En 2004, le fermier revient devant le TPBR pour faire réviser le prix, cette fois sur le fondement de l’article L.411-13 du code rural, qui permet d’agir au cours de la 3ème année du bail initial ou renouvelé. En 2005, le TPBR rejette la demande en estimant que le fermier n'apportait pas de preuves suffisantes montrant que le prix du fermage était supérieur de plus de 10% par rapport à la valeur locative de la catégorie du bien concerné. Nous avions présenté une évaluation du fermage réalisée par des bénévoles de l'AFD mais elle n'a pas été retenue.

Christian et son épouse font appel de ce jugement et produisent cette fois une expertise réalisée par un expert foncier agricole. En 2006, la CA de Grenoble confirme la recevabilité de la demande et désigne un expert judiciaire pour évaluer le montant du fermage.

Après plusieurs changements d'experts (3 ou 4 désistements), le rapport d'expertise est rendu début 2009. En mars 2010, soit presque cinq ans après le jugement de 1ère instance, la Cour d'appel refuse la révision du prix du fermage.
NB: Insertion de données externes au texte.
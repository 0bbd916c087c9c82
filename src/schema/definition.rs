// Symbol definitions
//
//  Copyright (C) 2024 wixrs contributors.
//
//  This file is part of wixrs.
//
//  This program is free software: you can redistribute it and/or modify
//  it under the terms of the GNU General Public License as published by
//  the Free Software Foundation, either version 3 of the License, or
//  (at your option) any later version.
//
//  This program is distributed in the hope that it will be useful,
//  but WITHOUT ANY WARRANTY; without even the implied warranty of
//  MERCHANTABILITY or FITNESS FOR A PARTICULAR PURPOSE.  See the
//  GNU General Public License for more details.
//
//  You should have received a copy of the GNU General Public License
//  along with this program.  If not, see <http://www.gnu.org/licenses/>.

use super::{FieldDefinition, FieldType};
use crate::ir::{is_legal_identifier, FieldValue};
use thiserror::Error;

/// The shape of a table of [`Symbol`](crate::ir::Symbol)s.
///
/// A definition is immutable once registered with a
///   [`SchemaRegistry`](super::SchemaRegistry).
#[derive(Debug, Clone, PartialEq, Eq)]
pub struct SymbolDefinition {
    name: String,
    id_column: Option<String>,
    extension: Option<String>,
    version: u32,
    fields: Vec<FieldDefinition>,
    allow_duplicates: bool,
    unreal: bool,
    optional_references: bool,
}

impl SymbolDefinition {
    /// Define a core table.
    ///
    /// If `id_column` is provided,
    ///   the symbol identifier is materialized as the first column of
    ///   each row under that name,
    ///     preceding `fields`.
    /// Otherwise the identifier exists only for linking and the row
    ///   consists of `fields` alone.
    pub fn new<S: Into<String>>(
        name: S,
        id_column: Option<&str>,
        fields: Vec<FieldDefinition>,
    ) -> Self {
        Self {
            name: name.into(),
            id_column: id_column.map(String::from),
            extension: None,
            version: 1,
            fields,
            allow_duplicates: false,
            unreal: false,
            optional_references: false,
        }
    }

    /// Mark this definition as belonging to the named extension at the
    ///   given schema version.
    pub fn with_extension<S: Into<String>>(self, ext: S, version: u32) -> Self {
        Self {
            extension: Some(ext.into()),
            version,
            ..self
        }
    }

    pub fn with_version(self, version: u32) -> Self {
        Self { version, ..self }
    }

    /// Permit more than one symbol with the same identifier in a
    ///   section and across sections.
    pub fn allow_duplicates(self) -> Self {
        Self {
            allow_duplicates: true,
            ..self
        }
    }

    /// Symbols of this definition carry linker bookkeeping only and are
    ///   never written to an output database.
    pub fn unreal(self) -> Self {
        Self {
            unreal: true,
            ..self
        }
    }

    /// Optional references to symbols of this definition are dropped when
    ///   no definition exists.
    pub fn optional_references(self) -> Self {
        Self {
            optional_references: true,
            ..self
        }
    }

    pub fn name(&self) -> &str {
        &self.name
    }

    pub fn id_column(&self) -> Option<&str> {
        self.id_column.as_deref()
    }

    pub fn extension(&self) -> Option<&str> {
        self.extension.as_deref()
    }

    pub fn version(&self) -> u32 {
        self.version
    }

    pub fn fields(&self) -> &[FieldDefinition] {
        &self.fields
    }

    pub fn field(&self, index: usize) -> Option<&FieldDefinition> {
        self.fields.get(index)
    }

    pub fn field_index(&self, name: &str) -> Option<usize> {
        self.fields.iter().position(|f| f.name() == name)
    }

    pub fn allows_duplicates(&self) -> bool {
        self.allow_duplicates
    }

    pub fn is_unreal(&self) -> bool {
        self.unreal
    }

    pub fn permits_optional_references(&self) -> bool {
        self.optional_references
    }

    /// Names of the columns of a materialized row,
    ///   including the identifier column if any.
    pub fn column_names(&self) -> impl Iterator<Item = &str> {
        self.id_column
            .as_deref()
            .into_iter()
            .chain(self.fields.iter().map(FieldDefinition::name))
    }

    /// Check field values against the rules of this definition.
    ///
    /// Deferred values cannot be checked until they have been resolved
    ///   and are skipped.
    pub fn validate(&self, values: &[FieldValue]) -> Vec<FieldViolation> {
        if values.len() != self.fields.len() {
            return vec![FieldViolation::Arity {
                table: self.name.clone(),
                expected: self.fields.len(),
                found: values.len(),
            }];
        }

        self.fields
            .iter()
            .zip(values)
            .filter_map(|(def, value)| Self::validate_field(def, value))
            .collect()
    }

    fn validate_field(
        def: &FieldDefinition,
        value: &FieldValue,
    ) -> Option<FieldViolation> {
        let field = || def.name().to_string();

        let int = match value {
            FieldValue::Null if def.is_nullable() => return None,
            FieldValue::Null => {
                return Some(FieldViolation::Null { field: field() })
            }
            FieldValue::Deferred(_) => return None,
            FieldValue::Number(n) => Some(*n),
            FieldValue::Str(s) if def.ty() == FieldType::Integer => {
                match s.trim().parse::<i64>() {
                    Ok(n) => Some(n),
                    Err(_) => {
                        return Some(FieldViolation::NotAnInteger {
                            field: field(),
                            value: s.clone(),
                        })
                    }
                }
            }
            FieldValue::Str(s) => {
                if let Some(max) = def.length_limit() {
                    let len = s.chars().count();
                    if len > max {
                        return Some(FieldViolation::TooLong {
                            field: field(),
                            max,
                            len,
                        });
                    }
                }

                if def.ty() == FieldType::Identifier && !is_legal_identifier(s)
                {
                    return Some(FieldViolation::IllegalIdentifier {
                        field: field(),
                        value: s.clone(),
                    });
                }

                None
            }
        };

        match (int, def.value_range()) {
            (Some(value), Some((min, max))) if value < min || value > max => {
                Some(FieldViolation::OutOfRange {
                    field: field(),
                    min,
                    max,
                    value,
                })
            }
            _ => None,
        }
    }
}

/// A field value that does not satisfy the rules of its definition.
#[derive(Debug, Clone, PartialEq, Eq, Error)]
pub enum FieldViolation {
    #[error("table `{table}` expects {expected} field(s) but {found} were provided")]
    Arity {
        table: String,
        expected: usize,
        found: usize,
    },

    #[error("field `{field}` must not be null")]
    Null { field: String },

    #[error("field `{field}` value `{value}` is not an integer")]
    NotAnInteger { field: String, value: String },

    #[error("field `{field}` value {value} is outside of range {min}..={max}")]
    OutOfRange {
        field: String,
        min: i64,
        max: i64,
        value: i64,
    },

    #[error("field `{field}` is {len} characters long, exceeding limit of {max}")]
    TooLong { field: String, max: usize, len: usize },

    #[error("field `{field}` value `{value}` is not a legal identifier")]
    IllegalIdentifier { field: String, value: String },
}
Selon elle, l'exploitation louée doit être considérée comme une exploitation spécialisée en raison de sa certification AB lors de la conclusion du bail. Elle conclut que les arrêtés préfectoraux ne lui étaient donc pas applicables. Ces arguments-là avaient été largement développés par la partie adverse et par une expertise que nous considérons comme partiale.
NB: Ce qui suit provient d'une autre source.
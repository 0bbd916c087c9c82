// Symbols
//
//  Copyright (C) 2024 wixrs contributors.
//
//  This file is part of wixrs.
//
//  This program is free software: you can redistribute it and/or modify
//  it under the terms of the GNU General Public License as published by
//  the Free Software Foundation, either version 3 of the License, or
//  (at your option) any later version.
//
//  This program is distributed in the hope that it will be useful,
//  but WITHOUT ANY WARRANTY; without even the implied warranty of
//  MERCHANTABILITY or FITNESS FOR A PARTICULAR PURPOSE.  See the
//  GNU General Public License for more details.
//
//  You should have received a copy of the GNU General Public License
//  along with this program.  If not, see <http://www.gnu.org/licenses/>.

use super::{AccessModifier, FieldValue, Identifier};
use crate::schema::SymbolDefinition;
use crate::span::Span;
use std::fmt::{self, Display};
use std::sync::Arc;

/// Lookup key of a symbol:
///   its table and identifier.
#[derive(Debug, Clone, PartialEq, Eq, Hash, PartialOrd, Ord)]
pub struct SymbolKey {
    pub table: String,
    pub id: String,
}

impl SymbolKey {
    pub fn new<T: Into<String>, I: Into<String>>(table: T, id: I) -> Self {
        Self {
            table: table.into(),
            id: id.into(),
        }
    }
}

impl Display for SymbolKey {
    fn fmt(&self, f: &mut fmt::Formatter<'_>) -> fmt::Result {
        write!(f, "{}:{}", self.table, self.id)
    }
}

/// A row of a table described by a [`SymbolDefinition`].
///
/// `fields` always has exactly one value per field of the definition.
#[derive(Debug, Clone, PartialEq, Eq)]
pub struct Symbol {
    definition: Arc<SymbolDefinition>,
    id: Identifier,
    span: Option<Span>,
    fields: Vec<FieldValue>,
}

impl Symbol {
    /// New symbol with all fields null.
    pub fn new(
        definition: Arc<SymbolDefinition>,
        id: Identifier,
        span: Option<Span>,
    ) -> Self {
        let fields = vec![FieldValue::Null; definition.fields().len()];

        Self {
            definition,
            id,
            span,
            fields,
        }
    }

    /// Symbol with the provided field values.
    ///
    /// Returns the values back if their number does not match the
    ///   definition.
    pub fn with_fields(
        definition: Arc<SymbolDefinition>,
        id: Identifier,
        span: Option<Span>,
        fields: Vec<FieldValue>,
    ) -> Result<Self, Vec<FieldValue>> {
        if fields.len() != definition.fields().len() {
            return Err(fields);
        }

        Ok(Self {
            definition,
            id,
            span,
            fields,
        })
    }

    pub fn definition(&self) -> &Arc<SymbolDefinition> {
        &self.definition
    }

    pub fn table(&self) -> &str {
        self.definition.name()
    }

    pub fn id(&self) -> &Identifier {
        &self.id
    }

    /// Identifier string,
    ///   or the empty string for an invalid identifier.
    pub fn id_str(&self) -> &str {
        self.id.id().unwrap_or("")
    }

    pub fn access(&self) -> AccessModifier {
        self.id.access()
    }

    pub fn span(&self) -> Option<&Span> {
        self.span.as_ref()
    }

    pub fn key(&self) -> SymbolKey {
        SymbolKey::new(self.table(), self.id_str())
    }

    pub fn fields(&self) -> &[FieldValue] {
        &self.fields
    }

    pub fn fields_mut(&mut self) -> &mut [FieldValue] {
        &mut self.fields
    }

    pub fn field(&self, index: usize) -> &FieldValue {
        &self.fields[index]
    }

    /// Value of the named field,
    ///   or [`None`] if the definition has no such field.
    pub fn field_named(&self, name: &str) -> Option<&FieldValue> {
        self.definition.field_index(name).map(|i| &self.fields[i])
    }

    pub fn set(&mut self, index: usize, value: FieldValue) {
        self.fields[index] = value;
    }

    /// Set the named field.
    ///
    /// Field names are fixed by the definitions that the toolset itself
    ///   registers,
    ///     so an unknown name is a bug.
    pub fn set_named<V: Into<FieldValue>>(&mut self, name: &str, value: V) {
        let index = self.definition.field_index(name).unwrap_or_else(|| {
            panic!(
                "internal error: table `{}` has no field `{name}`",
                self.definition.name()
            )
        });

        self.fields[index] = value.into();
    }
}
Les fermiers forment un pourvoi en cassation contre cet arrêt. En effet, il ne parait pas légitime que les fermiers paient un fermage plus élevé en raison de la certification AB puisque celle-ci est le résultat de leur travail !

Par un arrêt du 13 juillet 2011, la Cour de Cassation casse la décision de Grenoble au motif que, dès lors que les arrêtés préfectoraux prévoient des minimas et maximas pour les productions concernées, ils doivent être appliqués, même aux exploitations en agriculture biologique. Elle renvoie donc les parties devant la Cour d'appel de Grenoble autrement constituée pour fixer le montant du fermage.

C’est ainsi que les fermiers obtiennent en 2014, une révision à la baisse de plus de 50% de leur loyer et le remboursement par le bailleur, dans le délai d’un an, d’un indu de plus de 40 000 euros. Les bailleurs ont été condamnés aussi aux entiers dépens (expertise et autres frais) et à verser aux fermiers une indemnité de procédure de 2000 euros.

Quelles conclusions tirer aujourd'hui maintenant que les différentes actions entreprises sont arrivées à leur terme ?

On ne peut qu'être frappé par le temps judiciaire : 13 ans se sont écoulés entre la 1ère saisine du TPBR et le versement de l'indu. Mais c’est tout de même un cas exceptionnel dû à de nombreux recours (deux premières instances, deux appels, une cassation, un renvoi après cassation).

La persévérance des fermiers a payé, car en de nombreuses occasions ils auraient pu baisser les bras. En effet, de telles procédures nécessitent un réel investissement sans être sûr du résultat : temps passé, coût des expertises, de l'avocat spécialisé devant la Cour de cassation.

Mais l’arrêt de la Cour de cassation constitue une jurisprudence nationale qui a des retombées collectives. Il fait avancer des droits : auparavant, on pouvait avoir des doutes sur le montant des fermages en cas de production biologique. On a maintenant un arrêt auquel on peut se référer.

Pour moi, qui ai assisté ces fermiers tout au long de ces longues procédures, ce fut une expérience personnelle enrichissante. J'ai pu appréhender les dédales et les lenteurs de la justice, la difficulté pour faire prendre en compte les réalités, mais aussi le côté subjectif de certaines décisions de justice. Il n'en reste pas moins qu'il y a la satisfaction d'une issue positive et collective. Je dois dire aussi que mon engagement a été facilité par la confiance que les fermiers m'ont accordée en même temps qu’ils faisaient confiance à l'AFD, puis ensuite au CAJ.